今回提案されたプランのタイトルは以下の通りです。

(1)「北九州市 健康も地産地消プロジェクト」
(2)「~八幡製鉄所・門司港だけじゃないよ!~ 北九州魅力アピールプロジェクト」
(3)「北九州おでん化PJ」
(4)「黒崎商店街名物B級グルメ開発プロジェクト 
黒崎市場の食材de食べ歩きフード開発選手権」
(5)「"楽しさ"&"熱さ"拡張PJ ~しがらみを次世代に残さない~」
(6)「小倉織を全国区に、そして世界に。SDGs未来都市プロジェクト」
(7)『「96サスティナブルデベロップメント」プロジェクト
~歩いて暮らせて、脱炭素で、次世代に遺せる価値ある街づくり構想~』
(8)「『倶(とも)に』プロジェクト』
人と倶に→ すでに活動する地元を理解した熱い多くの人と
まちと倶に→拠点づくり、まちづくり、地域づくりを一緒に
(9)「クロサキサンカクプロジェクト 身近な公共空間を居心地のよいリビングにする」
(10)「知リコンタウンプロジェクト
~『半導体は国家なり』ものづくりの街の価値についての住民教育」
(11)「北九州市版 ランドバンク制度検討プロジェクト」
(12)「キラキラ女子増殖プロジェクト」

image_event_221216.025.jpeg北九州市長・北橋健治氏

北橋市長は、「大変興味深い内容でした。これから担当部署とゆっくり精査し、より学習を深めさせていただきます」とした上で、受講生一人ひとりの提案に対して、細かな感想を述べました。例えば、地域の人々、企業、行政の三位一体でのまちづくりを提案した「『倶に』プロジェクト」については、次のようにコメントしました。

「現在、我々がとりわけ悩んでいるのは、クロサキメイトビルの跡地です。地権者がまとまらないことにはディベロッパーは関わりを持つことができないため、どうすればチームワークを構築できるかという課題に直面しています。関わる人々が合意して前進できるよう、ご教示いただければ幸いです」(北橋市長)

また、「三角公園」の愛称で親しまれる黒崎地区の中心にある公園を「心地良い居場所=サードプレイス」にする提案についてはこう述べました。

「全国的にも北九州市の公園は質量ともに良いと聞いていますが、皆が集まるところに投資を行うことで、まち全体の雰囲気がずいぶん向上するというご指摘は、その通りだと思います。ぜひそういった方向で黒崎地区の活性化につながる努力を続けたいと思います」(北橋市長)

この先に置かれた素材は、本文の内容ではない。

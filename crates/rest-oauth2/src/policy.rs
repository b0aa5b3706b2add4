//! Authorization decisions for the profile and admin APIs.

use crate::identity::{IdentityId, Principal};
use crate::models::{AccessToken, Client};

/// Operations gated by a [`Policy`].
#[derive(Debug, Clone, Copy, PartialEq, Eq)]
pub enum Action {
    /// List, create, edit and delete clients.
    ManageClients,
    /// Publish a draft client.
    ApproveClients,
    /// List an identity's tokens.
    ViewTokens,
    /// Mint a personal access token for an identity.
    CreatePersonalToken,
    /// Revoke a single token.
    RevokeToken,
}

/// What an [`Action`] applies to.
#[derive(Debug, Clone, Copy)]
pub enum Resource<'a> {
    Clients,
    Client(&'a Client),
    Identity(&'a IdentityId),
    Token(&'a AccessToken),
}

/// Decides whether a principal may perform an action.
pub trait Policy: Send + Sync {
    fn can(&self, principal: &Principal, action: Action, resource: Resource<'_>) -> bool;
}

/// Admins may do anything; everyone else may manage their own tokens and clients.
#[derive(Debug, Clone, Copy, Default)]
pub struct DefaultPolicy;

impl Policy for DefaultPolicy {
    fn can(&self, principal: &Principal, action: Action, resource: Resource<'_>) -> bool {
        if principal.is_admin {
            return true;
        }
        match (action, resource) {
            (Action::ViewTokens | Action::CreatePersonalToken, Resource::Identity(id)) => {
                *id == principal.id
            }
            (Action::RevokeToken, Resource::Token(token)) => token.identity == principal.id,
            (Action::ManageClients, Resource::Client(client)) => {
                client.owner.as_ref() == Some(&principal.id)
            }
            _ => false,
        }
    }
}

image_event_221216.026.jpeg

松田氏の総括をもって、3日間のフィールドワークは締めくくられました。

「逆参勤交代は、縁と運と恩をもたらすと思っています。北九州市の皆さんとの新しいご縁を大事にすることは、いい運をもたらすと思います。その運に対して、我々ができることは恩返しです。本日の受講生からの提案はその一つ。健康、観光、食、エネルギーといったキーワードが出ましたが、これらによって2050年の未来のまちづくりを加速するという提案です。
今回のフィールドワークを一過性のものにせず、継続していくことが我々の想いです。首相の所信表明演説に逆参勤交代という言葉が出てくるまで粘り強くやり続けようと思っていますので、今後ともどうぞよろしくお願いいたします」(松田氏)

今回の逆参勤交代でも、受講生各自が、まちの課題を解決するために「私に何ができるか?」を考え、自分の強みやアイデアを活かした多彩なプランが発表されました。北九州市の人々とのご縁が、どのような化学反応を起こし、運と恩をもたらすのか、今後の発展にご注目ください。